In an interview with Mercy A. Kuo, Winston Ma explains why the Trump administration’s approach to creating a United States sovereign wealth fund is unconventional. Rather than a legislatively chartered vehicle backed by surplus reserves, the fund is emerging from a trade deficit country through executive authority, built in a bottom-up, ad hoc, industrial policy-driven fashion. The goal, Ma notes, is to deploy sovereign capital as a strategic investment tool rather than a savings pool, a model that could redefine how sovereign wealth funds operate if it proves viable.
A key differentiator is reliance on foreign capital tied to tariff negotiations. Japan’s finance ministry plans an investment facility at a state-owned development bank to support a large package outlined under a recent tariff deal with Washington, targeting chips, metals, pharmaceuticals, energy and shipbuilding. The United States has also asked South Korea to help create a manufacturing cooperation enhancement fund to finance Korean firms expanding production in the United States. Together, these Japan-United States and Korea-United States partnerships would give the government a central role in reshaping domestic manufacturing, though their durability may hinge on pending legal challenges to tariffs at the U.S. Supreme Court.
Ma also points to governance complexities arising from the potential use of golden shares. Trump extended TikTok’s sell-or-ban deadline to January 2026, and suggested the United States sovereign wealth fund could become a key shareholder. As with the Nippon Steel-U.S. Steel deal, where the administration used a golden share veto to block operational changes at an Illinois plant, similar veto rights in TikTok could invite corporate governance friction as any restructuring navigates both United States and Chinese laws.

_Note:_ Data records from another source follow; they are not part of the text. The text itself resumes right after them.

//! Core types and errors for the zonedrift delegation checker.
//!
//! This crate provides the foundational types used across the workspace:
//!
//! - **Types**: zone record snapshots, classified delegations and managed
//!   aliases, and the structured violations the verifiers emit
//! - **Errors**: shared error handling with [`DriftError`]
//!
//! # Example
//!
//! ```rust
//! use zonedrift_core::{Violation, ViolationKind, ViolationReport};
//!
//! let mut report = ViolationReport::new();
//! report.push(Violation::new(
//!     "example.com.",
//!     ViolationKind::UnreachableNameserver {
//!         source: "ns1.example.net.".into(),
//!     },
//! ));
//! assert!(!report.is_empty());
//! ```

mod error;
pub mod types;

pub use error::{DriftError, Result};
pub use types::*;
use serde::{Deserialize, Serialize};

use super::record::{normalize_name, RecordKind};

/// A zone delegation: a name plus the nameservers it is delegated to.
///
/// Derived from the NS record sets sharing one name. The nameserver list
/// is normalized and sorted at construction so that fan-out order,
/// evidence fields, and serialized reports are reproducible across runs.
#[derive(Debug, Clone, PartialEq, Eq, Serialize, Deserialize)]
pub struct Delegation {
    /// Delegated zone name, fully qualified
    pub zone: String,
    /// Expected nameserver hostnames, normalized and sorted
    pub nameservers: Vec<String>,
}

impl Delegation {
    /// Build a delegation, normalizing and sorting the nameserver set.
    #[must_use]
    pub fn new(zone: impl Into<String>, nameservers: impl IntoIterator<Item = String>) -> Self {
        let mut nameservers: Vec<String> =
            nameservers.into_iter().map(|ns| normalize_name(&ns)).collect();
        nameservers.sort_unstable();
        nameservers.dedup();
        Self {
            zone: normalize_name(&zone.into()),
            nameservers,
        }
    }
}

/// A record pointing at a managed platform hostname.
///
/// Selected because its target value contains the platform's domain
/// suffix. The record type is kept so policy checks can distinguish
/// CNAME records from alias-style records.
#[derive(Debug, Clone, PartialEq, Eq, Serialize, Deserialize)]
pub struct ManagedAlias {
    /// The record's own name
    pub name: String,
    /// The platform hostname the record points at
    pub value: String,
    /// Record type (CNAME vs alias-capable A/AAAA)
    pub kind: RecordKind,
}

impl ManagedAlias {
    /// Alias-style records are preferred over CNAME for platform targets.
    #[must_use]
    pub fn is_preferred(&self) -> bool {
        self.kind != RecordKind::Cname
    }
}
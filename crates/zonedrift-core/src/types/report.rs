use std::collections::BTreeMap;

use serde::{Deserialize, Serialize};

use super::violation::Violation;

/// Aggregated scan output: subject name mapped to its violations.
///
/// A name appears in the report iff its violation list is non-empty.
/// Keys iterate in sorted order; the list under one name preserves the
/// order in which the violations were pushed.
#[derive(Debug, Clone, Default, PartialEq, Eq, Serialize, Deserialize)]
#[serde(transparent)]
pub struct ViolationReport {
    entries: BTreeMap<String, Vec<Violation>>,
}

impl ViolationReport {
    /// An empty report.
    #[must_use]
    pub const fn new() -> Self {
        Self {
            entries: BTreeMap::new(),
        }
    }

    /// Record a violation under its subject name.
    pub fn push(&mut self, violation: Violation) {
        self.entries
            .entry(violation.subject.clone())
            .or_default()
            .push(violation);
    }

    /// Fold another report into this one, appending per-name lists.
    pub fn merge(&mut self, other: Self) {
        for (subject, violations) in other.entries {
            self.entries.entry(subject).or_default().extend(violations);
        }
    }

    /// True when no name has any violation.
    #[must_use]
    pub fn is_empty(&self) -> bool {
        self.entries.is_empty()
    }

    /// Number of names with at least one violation.
    #[must_use]
    pub fn len(&self) -> usize {
        self.entries.len()
    }

    /// Violations recorded for one subject name.
    #[must_use]
    pub fn get(&self, subject: &str) -> Option<&[Violation]> {
        self.entries.get(subject).map(Vec::as_slice)
    }

    /// True when the subject has at least one violation.
    #[must_use]
    pub fn contains(&self, subject: &str) -> bool {
        self.entries.contains_key(subject)
    }

    /// Subject names in sorted order.
    pub fn subjects(&self) -> impl Iterator<Item = &str> {
        self.entries.keys().map(String::as_str)
    }

    /// Iterate over (subject, violations) in sorted subject order.
    pub fn iter(&self) -> impl Iterator<Item = (&str, &[Violation])> {
        self.entries
            .iter()
            .map(|(subject, violations)| (subject.as_str(), violations.as_slice()))
    }
}

impl FromIterator<Violation> for ViolationReport {
    fn from_iter<I: IntoIterator<Item = Violation>>(iter: I) -> Self {
        let mut report = Self::new();
        for violation in iter {
            report.push(violation);
        }
        report
    }
}
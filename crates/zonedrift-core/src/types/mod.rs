mod delegation;
mod record;
mod report;
mod violation;

pub use delegation::*;
pub use record::*;
pub use report::*;
pub use violation::*;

Artificial Intelligence investing is central to the fund’s strategy. On August 22, 2025, Intel agreed to an equity-for-grants transaction that gives the United States government a 10 percent stake in the company. Weeks later, Nvidia said it would take a stake in Intel to co-develop Artificial Intelligence data center chips. Ma links the sovereign wealth fund to the White House’s recently released Artificial Intelligence Work Plan and situates it within a broader global trend of sovereign investors channeling capital into Artificial Intelligence and data technologies for both returns and strategic aims.
Viability remains uncertain. In its early months, the United States sovereign wealth fund appeared as an assortment of stakes spanning Bitcoin, TikTok and the golden share tied to the Nippon Steel-U.S. Steel merger. Partnerships with Japan and South Korea, and potentially others like India, could help institutionalize the effort. Yet the Supreme Court’s fast-tracked review of key tariffs introduces significant risk; if the administration loses, the transpacific investment architecture underpinning this experiment could unravel.